▸ **Task to complete**: Give back exactly the lines of the entries below from the line with "async fn create_assigns_id_and_echoes_fields()" to the line with "async fn list_returns_every_created_record()", inclusive, and only those.

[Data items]
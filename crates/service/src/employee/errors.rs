use thiserror::Error;

/// Outcomes of employee operations other than success or absence.
#[derive(Debug, Error)]
pub enum EmployeeError {
    #[error("an employee with email {0} already exists")]
    EmailTaken(String),
    #[error("repository error: {0}")]
    Repository(String),
}

impl EmployeeError {
    /// Stable numeric code for external mapping/logging
    pub fn code(&self) -> u16 {
        match self {
            EmployeeError::EmailTaken(_) => 2001,
            EmployeeError::Repository(_) => 2100,
        }
    }
}
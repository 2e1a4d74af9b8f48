//! Environment/runtime helpers
//!
//! Sanity checks run before the database pool is opened.

use std::path::{Path, PathBuf};

use tracing::{info, warn};

/// File backing a `sqlite:` URL, if the URL names one.
pub fn sqlite_file(url: &str) -> Option<PathBuf> {
    let rest = url.strip_prefix("sqlite:")?;
    let rest = rest.trim_start_matches("//");
    let path = rest.split('?').next().unwrap_or_default();
    if path.is_empty() || path == ":memory:" {
        return None;
    }
    Some(PathBuf::from(path))
}

/// Ensure the directory holding a file-backed SQLite database exists.
/// Server URLs and in-memory databases need nothing.
pub async fn ensure_env(database_url: &str) -> anyhow::Result<()> {
    let Some(file) = sqlite_file(database_url) else {
        return Ok(());
    };
    let dir = file.parent().filter(|p| !p.as_os_str().is_empty()).unwrap_or(Path::new("."));
    if tokio::fs::metadata(dir).await.is_err() {
        warn!(dir = %dir.display(), "sqlite data directory missing; creating it");
        tokio::fs::create_dir_all(dir)
            .await
            .map_err(|e| anyhow::anyhow!("cannot create {}: {e}", dir.display()))?;
    }
    info!(file = %file.display(), "using sqlite database file");
    Ok(())
}
use async_trait::async_trait;

use super::domain::{Employee, EmployeeDraft};
use super::errors::EmployeeError;

/// Record store for employees. The store assigns ids and owns the canonical copy.
///
/// Implementations must reject a save that would give two records the same email,
/// reporting it as [`EmployeeError::EmailTaken`].
#[async_trait]
pub trait EmployeeRepository: Send + Sync {
    async fn find_by_id(&self, id: i64) -> Result<Option<Employee>, EmployeeError>;
    async fn find_by_email(&self, email: &str) -> Result<Option<Employee>, EmployeeError>;
    /// Insert when `draft.id` is `None`, otherwise overwrite the record with that id.
    async fn save(&self, draft: EmployeeDraft) -> Result<Employee, EmployeeError>;
    async fn find_all(&self) -> Result<Vec<Employee>, EmployeeError>;
    /// Idempotent: a missing id is not an error.
    async fn delete_by_id(&self, id: i64) -> Result<(), EmployeeError>;
}

/// In-memory store for tests, doc examples and database-less runs.
pub mod memory {
    use super::*;
    use std::collections::BTreeMap;
    use std::sync::atomic::{AtomicUsize, Ordering};
    use std::sync::{Mutex, MutexGuard};

    #[derive(Default)]
    struct State {
        rows: BTreeMap<i64, Employee>,
        last_id: i64,
    }

    #[derive(Default)]
    pub struct InMemoryEmployeeRepository {
        state: Mutex<State>,
        saves: AtomicUsize,
    }

    impl InMemoryEmployeeRepository {
        /// Number of `save` calls received, including rejected ones.
        pub fn save_calls(&self) -> usize {
            self.saves.load(Ordering::SeqCst)
        }

        fn lock(&self) -> Result<MutexGuard<'_, State>, EmployeeError> {
            self.state.lock().map_err(|e| EmployeeError::Repository(e.to_string()))
        }
    }

    #[async_trait]
    impl EmployeeRepository for InMemoryEmployeeRepository {
        async fn find_by_id(&self, id: i64) -> Result<Option<Employee>, EmployeeError> {
            Ok(self.lock()?.rows.get(&id).cloned())
        }

        async fn find_by_email(&self, email: &str) -> Result<Option<Employee>, EmployeeError> {
            Ok(self.lock()?.rows.values().find(|e| e.email == email).cloned())
        }

        async fn save(&self, draft: EmployeeDraft) -> Result<Employee, EmployeeError> {
            self.saves.fetch_add(1, Ordering::SeqCst);
            let mut state = self.lock()?;
            let taken = state
                .rows
                .values()
                .any(|e| e.email == draft.email && Some(e.id) != draft.id);
            if taken {
                return Err(EmployeeError::EmailTaken(draft.email));
            }
            let id = match draft.id {
                Some(id) => id,
                None => state.last_id + 1,
            };
            state.last_id = state.last_id.max(id);
            let employee = Employee { id, nombre: draft.nombre, apellido: draft.apellido, email: draft.email };
            state.rows.insert(id, employee.clone());
            Ok(employee)
        }

        async fn find_all(&self) -> Result<Vec<Employee>, EmployeeError> {
            Ok(self.lock()?.rows.values().cloned().collect())
        }

        async fn delete_by_id(&self, id: i64) -> Result<(), EmployeeError> {
            self.lock()?.rows.remove(&id);
            Ok(())
        }
    }

}
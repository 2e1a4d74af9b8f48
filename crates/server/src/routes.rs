use std::sync::Arc;

use axum::{routing::get, Json, Router};
use tower_http::{
    cors::CorsLayer,
    trace::{DefaultMakeSpan, DefaultOnFailure, DefaultOnRequest, DefaultOnResponse, TraceLayer},
};
use tracing::Level;
use utoipa::OpenApi;

use common::types::Health;
use service::employee::{repository::EmployeeRepository, EmployeeService};

use crate::openapi::ApiDoc;

pub mod employees;

/// Shared handler state. The caller picks the store; handlers only see the service.
#[derive(Clone)]
pub struct ServerState {
    pub employees: Arc<EmployeeService<dyn EmployeeRepository>>,
}

impl ServerState {
    pub fn new(repo: Arc<dyn EmployeeRepository>) -> Self {
        Self { employees: Arc::new(EmployeeService::new(repo)) }
    }
}

#[utoipa::path(get, path = "/health", tag = "health", responses((status = 200, description = "OK", body = crate::openapi::HealthResponse)))]
pub async fn health() -> Json<Health> {
    Json(Health { status: "ok" })
}

async fn openapi_json() -> Json<utoipa::openapi::OpenApi> {
    Json(ApiDoc::openapi())
}

/// Build the full application router: health, API document and employee routes.
pub fn build_router(state: ServerState, cors: CorsLayer) -> Router {
    // Public routes (health + API document)
    let public = Router::new()
        .route("/health", get(health))
        .route("/api-docs/openapi.json", get(openapi_json));

    // Employee CRUD, backed by the service in state
    let api = Router::new()
        .route(
            "/api/empleados",
            get(employees::list_employees).post(employees::create_employee),
        )
        .route(
            "/api/empleados/:id",
            get(employees::get_employee)
                .put(employees::update_employee)
                .delete(employees::delete_employee),
        )
        .with_state(state);

    public
        .merge(api)
        .layer(cors)
        .layer(
            TraceLayer::new_for_http()
                // 每个请求一个 span，记录方法与路径
                .make_span_with(
                    DefaultMakeSpan::new()
                        .level(Level::INFO)
                        .include_headers(false),
                )
                // 请求进入时记录
                .on_request(
                    DefaultOnRequest::new()
                        .level(Level::INFO),
                )
                // 响应时记录状态码和耗时
                .on_response(
                    DefaultOnResponse::new()
                        .level(Level::INFO)
                        .include_headers(false),
                )
                // 5xx 以 ERROR 级别记录
                .on_failure(
                    DefaultOnFailure::new()
                        .level(Level::ERROR),
                ),
        )
}
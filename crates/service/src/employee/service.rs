use std::sync::Arc;

use tracing::{debug, info, instrument};

use super::domain::{Employee, EmployeeDraft, EmployeeInput};
use super::errors::EmployeeError;
use super::repository::EmployeeRepository;

/// Employee business service independent of web framework.
///
/// Stateless: every call goes to the store. Absence is reported as `None`,
/// never as an error.
pub struct EmployeeService<R: EmployeeRepository + ?Sized> {
    repo: Arc<R>,
}

impl<R: EmployeeRepository + ?Sized> EmployeeService<R> {
    pub fn new(repo: Arc<R>) -> Self { Self { repo } }

    /// Store a new employee unless its email is already registered.
    ///
    /// # Examples
    /// ```
    /// use service::employee::{service::EmployeeService, repository::memory::InMemoryEmployeeRepository};
    /// use service::employee::{domain::EmployeeInput, errors::EmployeeError};
    /// use std::sync::Arc;
    /// let svc = EmployeeService::new(Arc::new(InMemoryEmployeeRepository::default()));
    /// let input = EmployeeInput { nombre: "ju".into(), apellido: "lo".into(), email: "ja@we".into() };
    /// let created = tokio_test::block_on(svc.create(input.clone())).unwrap();
    /// assert_eq!(created.email, "ja@we");
    /// let again = tokio_test::block_on(svc.create(input));
    /// assert!(matches!(again, Err(EmployeeError::EmailTaken(_))));
    /// ```
    #[instrument(skip(self, input), fields(email = %input.email))]
    pub async fn create(&self, input: EmployeeInput) -> Result<Employee, EmployeeError> {
        if let Some(existing) = self.repo.find_by_email(&input.email).await? {
            debug!(existing_id = existing.id, "email already registered");
            return Err(EmployeeError::EmailTaken(input.email));
        }
        let created = self.repo.save(EmployeeDraft::from(input)).await?;
        info!(id = created.id, "employee_created");
        Ok(created)
    }

    /// All employees in store order.
    pub async fn list(&self) -> Result<Vec<Employee>, EmployeeError> {
        self.repo.find_all().await
    }

    pub async fn get(&self, id: i64) -> Result<Option<Employee>, EmployeeError> {
        self.repo.find_by_id(id).await
    }

    /// Overwrite `nombre`, `apellido` and `email` on the stored record.
    ///
    /// Email uniqueness is not pre-checked here; the store still rejects a
    /// collision with another record as [`EmployeeError::EmailTaken`].
    #[instrument(skip(self, patch))]
    pub async fn update(&self, id: i64, patch: EmployeeInput) -> Result<Option<Employee>, EmployeeError> {
        let Some(mut current) = self.repo.find_by_id(id).await? else {
            debug!("employee not found; nothing to update");
            return Ok(None);
        };
        current.apply(patch);
        let saved = self.repo.save(EmployeeDraft::from(current)).await?;
        info!(id = saved.id, "employee_updated");
        Ok(Some(saved))
    }

    /// Idempotent delete.
    #[instrument(skip(self))]
    pub async fn delete(&self, id: i64) -> Result<(), EmployeeError> {
        self.repo.delete_by_id(id).await?;
        info!("employee_deleted");
        Ok(())
    }
}

#[cfg(test)]
mod tests {
    use super::*;
    use crate::employee::repository::memory::InMemoryEmployeeRepository;
    use async_trait::async_trait;

    fn input(nombre: &str, apellido: &str, email: &str) -> EmployeeInput {
        EmployeeInput { nombre: nombre.into(), apellido: apellido.into(), email: email.into() }
    }

    fn setup() -> (Arc<InMemoryEmployeeRepository>, EmployeeService<InMemoryEmployeeRepository>) {
        let repo = Arc::new(InMemoryEmployeeRepository::default());
        (repo.clone(), EmployeeService::new(repo))
    }

    #[tokio::test]
    async fn create_assigns_id_and_echoes_fields() {
        let (_, svc) = setup();
        let e = svc.create(input("salome", "roman lopez", "salome@lopez.com")).await.unwrap();
        assert!(e.id > 0);
        assert_eq!((e.nombre.as_str(), e.apellido.as_str(), e.email.as_str()), ("salome", "roman lopez", "salome@lopez.com"));
    }

    #[tokio::test]
    async fn create_duplicate_email_writes_nothing() {
        let (repo, svc) = setup();
        svc.create(input("salome", "roman", "salome@lopez.com")).await.unwrap();
        let saves = repo.save_calls();

        let err = svc.create(input("otra", "persona", "salome@lopez.com")).await.unwrap_err();
        assert!(matches!(err, EmployeeError::EmailTaken(ref email) if email == "salome@lopez.com"));
        assert_eq!(repo.save_calls(), saves);
        assert_eq!(svc.list().await.unwrap().len(), 1);
    }

    #[tokio::test]
    async fn list_returns_every_created_record() {
        let (_, svc) = setup();
        assert!(svc.list().await.unwrap().is_empty());
        let a = svc.create(input("salome", "roman", "salome@lopez.com")).await.unwrap();
        let b = svc.create(input("antonella", "fiufiu", "caramelo@chocolate")).await.unwrap();
        assert_eq!(svc.list().await.unwrap(), vec![a, b]);
    }

    #[tokio::test]
    async fn get_returns_stored_record_or_none() {
        let (_, svc) = setup();
        let e = svc.create(input("ju", "lo", "ja@we")).await.unwrap();
        assert_eq!(svc.get(e.id).await.unwrap(), Some(e));
        assert_eq!(svc.get(999).await.unwrap(), None);
    }

    #[tokio::test]
    async fn update_overwrites_fields_and_keeps_id() {
        let (_, svc) = setup();
        let e = svc.create(input("ju", "lo", "ja@we")).await.unwrap();
        let updated = svc.update(e.id, input("lao", "lioa", "dad@as")).await.unwrap().unwrap();
        assert_eq!(updated, Employee { id: e.id, nombre: "lao".into(), apellido: "lioa".into(), email: "dad@as".into() });
        assert_eq!(svc.get(e.id).await.unwrap(), Some(updated));
    }

    #[tokio::test]
    async fn update_missing_id_is_absent_without_write() {
        let (repo, svc) = setup();
        let out = svc.update(42, input("lao", "lioa", "dad@as")).await.unwrap();
        assert!(out.is_none());
        assert_eq!(repo.save_calls(), 0);
        assert!(svc.list().await.unwrap().is_empty());
    }

    #[tokio::test]
    async fn update_may_keep_own_email() {
        let (_, svc) = setup();
        let e = svc.create(input("ju", "lo", "ja@we")).await.unwrap();
        let updated = svc.update(e.id, input("juan", "lopez", "ja@we")).await.unwrap().unwrap();
        assert_eq!(updated.nombre, "juan");
    }

    #[tokio::test]
    async fn update_into_another_records_email_is_rejected_by_store() {
        let (_, svc) = setup();
        svc.create(input("ju", "lo", "ja@we")).await.unwrap();
        let b = svc.create(input("lao", "lioa", "dad@as")).await.unwrap();
        let err = svc.update(b.id, input("lao", "lioa", "ja@we")).await.unwrap_err();
        assert!(matches!(err, EmployeeError::EmailTaken(_)));
        assert_eq!(svc.get(b.id).await.unwrap().unwrap().email, "dad@as");
    }

    #[tokio::test]
    async fn delete_removes_record() {
        let (_, svc) = setup();
        let a = svc.create(input("ju", "lo", "ja@we")).await.unwrap();
        svc.create(input("lao", "lioa", "dad@as")).await.unwrap();
        svc.delete(a.id).await.unwrap();
        assert!(svc.get(a.id).await.unwrap().is_none());
        assert_eq!(svc.list().await.unwrap().len(), 1);
    }

    #[tokio::test]
    async fn delete_missing_id_succeeds_and_changes_nothing() {
        let (_, svc) = setup();
        let a = svc.create(input("ju", "lo", "ja@we")).await.unwrap();
        svc.delete(a.id + 100).await.unwrap();
        assert_eq!(svc.list().await.unwrap(), vec![a]);
    }

    #[tokio::test]
    async fn works_through_trait_object() {
        let repo: Arc<dyn EmployeeRepository> = Arc::new(InMemoryEmployeeRepository::default());
        let svc = EmployeeService::new(repo);
        let e = svc.create(input("ju", "lo", "ja@we")).await.unwrap();
        assert_eq!(svc.get(e.id).await.unwrap(), Some(e));
    }

    struct FailingRepository;

    #[async_trait]
    impl EmployeeRepository for FailingRepository {
        async fn find_by_id(&self, _id: i64) -> Result<Option<Employee>, EmployeeError> {
            Err(EmployeeError::Repository("connection refused".into()))
        }
        async fn find_by_email(&self, _email: &str) -> Result<Option<Employee>, EmployeeError> {
            Err(EmployeeError::Repository("connection refused".into()))
        }
        async fn save(&self, _draft: EmployeeDraft) -> Result<Employee, EmployeeError> {
            Err(EmployeeError::Repository("connection refused".into()))
        }
        async fn find_all(&self) -> Result<Vec<Employee>, EmployeeError> {
            Err(EmployeeError::Repository("connection refused".into()))
        }
        async fn delete_by_id(&self, _id: i64) -> Result<(), EmployeeError> {
            Err(EmployeeError::Repository("connection refused".into()))
        }
    }

    #[tokio::test]
    async fn store_failures_propagate_unchanged() {
        let svc = EmployeeService::new(Arc::new(FailingRepository));
        let is_repo = |e: EmployeeError| matches!(e, EmployeeError::Repository(ref m) if m == "connection refused");
        assert!(is_repo(svc.create(input("a", "b", "c@d")).await.unwrap_err()));
        assert!(is_repo(svc.list().await.unwrap_err()));
        assert!(is_repo(svc.get(1).await.unwrap_err()));
        assert!(is_repo(svc.update(1, input("a", "b", "c@d")).await.unwrap_err()));
        assert!(is_repo(svc.delete(1).await.unwrap_err()));
    }
}
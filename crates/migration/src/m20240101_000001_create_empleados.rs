//! Create `empleados` table.
//!
//! Ids are assigned by the database on insert.
use sea_orm_migration::prelude::*;

#[derive(DeriveMigrationName)]
pub struct Migration;

#[async_trait::async_trait]
impl MigrationTrait for Migration {
    async fn up(&self, manager: &SchemaManager) -> Result<(), DbErr> {
        manager
            .create_table(
                Table::create()
                    .table(Empleado::Table)
                    .if_not_exists()
                    .col(
                        ColumnDef::new(Empleado::Id)
                            .big_integer()
                            .not_null()
                            .auto_increment()
                            .primary_key(),
                    )
                    .col(ColumnDef::new(Empleado::Nombre).string_len(255).not_null())
                    .col(ColumnDef::new(Empleado::Apellido).string_len(255).not_null())
                    .col(ColumnDef::new(Empleado::Email).string_len(255).not_null())
                    .to_owned(),
            )
            .await
    }

    async fn down(&self, manager: &SchemaManager) -> Result<(), DbErr> {
        manager.drop_table(Table::drop().table(Empleado::Table).to_owned()).await
    }
}

#[derive(DeriveIden)]
enum Empleado {
    #[sea_orm(iden = "empleados")]
    Table,
    Id,
    Nombre,
    Apellido,
    Email,
}
//! Migrator for the employee store.
//! Indexes are applied last.
pub use sea_orm_migration::prelude::*;

mod m20240101_000001_create_empleados;
mod m20240101_000002_add_indexes;

pub struct Migrator;

#[async_trait::async_trait]
impl MigratorTrait for Migrator {
    fn migrations() -> Vec<Box<dyn MigrationTrait>> {
        vec![
            Box::new(m20240101_000001_create_empleados::Migration),
            // Indexes should always be applied last
            Box::new(m20240101_000002_add_indexes::Migration),
        ]
    }
}
use serde::Serialize;

#[derive(Serialize, Debug)]
pub struct Health {
    pub status: &'static str,
}

/// Plain acknowledgement body for operations without a resource to return.
#[derive(Serialize, Debug)]
pub struct Message {
    pub message: String,
}

impl Message {
    pub fn new(message: impl Into<String>) -> Self {
        Self { message: message.into() }
    }
}
use utoipa::OpenApi;
use utoipa::ToSchema;

#[derive(ToSchema)]
pub struct HealthResponse { pub status: String }

#[derive(ToSchema)]
pub struct EmployeeDoc {
    pub id: i64,
    pub nombre: String,
    pub apellido: String,
    pub email: String,
}

#[derive(ToSchema)]
pub struct EmployeeInputDoc {
    pub nombre: String,
    pub apellido: String,
    pub email: String,
}

#[derive(ToSchema)]
pub struct MessageDoc { pub message: String }

#[derive(ToSchema)]
pub struct ErrorDoc {
    pub error: String,
    pub detail: Option<String>,
    pub code: Option<u16>,
}

#[derive(OpenApi)]
#[openapi(
    paths(
        crate::routes::health,
        crate::routes::employees::list_employees,
        crate::routes::employees::create_employee,
        crate::routes::employees::get_employee,
        crate::routes::employees::update_employee,
        crate::routes::employees::delete_employee,
    ),
    components(
        schemas(
            HealthResponse,
            EmployeeDoc,
            EmployeeInputDoc,
            MessageDoc,
            ErrorDoc,
        )
    ),
    tags(
        (name = "health"),
        (name = "empleados")
    )
)]
pub struct ApiDoc;
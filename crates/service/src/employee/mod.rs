//! Employee module: three-layer architecture (domain, repository, service).

pub mod domain;
pub mod errors;
pub mod repository;
pub mod service;
pub mod repo;

pub use service::EmployeeService;
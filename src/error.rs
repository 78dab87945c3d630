//! Error types shared by the validator, the supplier and the cache.

use thiserror::Error;

/// Result type alias for proxywatch operations.
pub type Result<T> = std::result::Result<T, Error>;

/// Core error type.
///
/// Every variant carries owned strings so the type is `Clone`: a single
/// refresh outcome is handed to every caller attached to the same cycle.
#[derive(Error, Debug, Clone, PartialEq, Eq)]
pub enum Error {
    /// Candidate acquisition failed entirely.
    #[error("{0}")]
    Supplier(String),

    /// A single probe failed. Never escapes the validator.
    #[error("{reason}")]
    Probe {
        /// Human readable reason.
        reason: String,
        /// Status code returned by the target, if any.
        status: Option<u16>,
    },

    /// Unexpected validator failure (malformed input, worker panic).
    #[error("{0}")]
    Engine(String),

    /// A runtime configuration update was rejected.
    #[error("{0}")]
    InvalidOptions(String),

    /// A subscriber callback failed.
    #[error("subscriber failed: {0}")]
    Subscriber(String),
}

impl Error {
    /// Create a supplier error
    pub fn supplier(msg: impl Into<String>) -> Self {
        Self::Supplier(msg.into())
    }

    /// Create a probe failure
    pub fn probe(reason: impl Into<String>, status: Option<u16>) -> Self {
        Self::Probe {
            reason: reason.into(),
            status,
        }
    }

    /// Create an engine error
    pub fn engine(msg: impl Into<String>) -> Self {
        Self::Engine(msg.into())
    }

    /// Create an options validation error
    pub fn invalid_options(msg: impl Into<String>) -> Self {
        Self::InvalidOptions(msg.into())
    }
}

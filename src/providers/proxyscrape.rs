use async_trait::async_trait;

use super::models::Source;
use super::IProxyTrait;

/// A provider for fetching proxy lists from proxyscrape.com.
pub struct ProxyscrapeProvider;

#[async_trait]
impl IProxyTrait for ProxyscrapeProvider {
    fn sources(&self) -> Vec<Source> {
        vec![Source::text(
            "proxyscrape",
            "https://api.proxyscrape.com/v4/free-proxy-list/get?request=displayproxies&protocol=http&timeout=10000&country=all&ssl=all&anonymity=all&skip=0&limit=2000",
        )]
    }
}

▸ **Response to the task**:
    async fn create_assigns_id_and_echoes_fields() {
        let (_, svc) = setup();
        let e = svc.create(input("salome", "roman lopez", "salome@lopez.com")).await.unwrap();
        assert!(e.id > 0);
        assert_eq!((e.nombre.as_str(), e.apellido.as_str(), e.email.as_str()), ("salome", "roman lopez", "salome@lopez.com"));
    }

    #[tokio::test]
    async fn create_duplicate_email_writes_nothing() {
        let (repo, svc) = setup();
        svc.create(input("salome", "roman", "salome@lopez.com")).await.unwrap();
        let saves = repo.save_calls();

        let err = svc.create(input("otra", "persona", "salome@lopez.com")).await.unwrap_err();
        assert!(matches!(err, EmployeeError::EmailTaken(ref email) if email == "salome@lopez.com"));
        assert_eq!(repo.save_calls(), saves);
        assert_eq!(svc.list().await.unwrap().len(), 1);
    }

    #[tokio::test]
    async fn list_returns_every_created_record() {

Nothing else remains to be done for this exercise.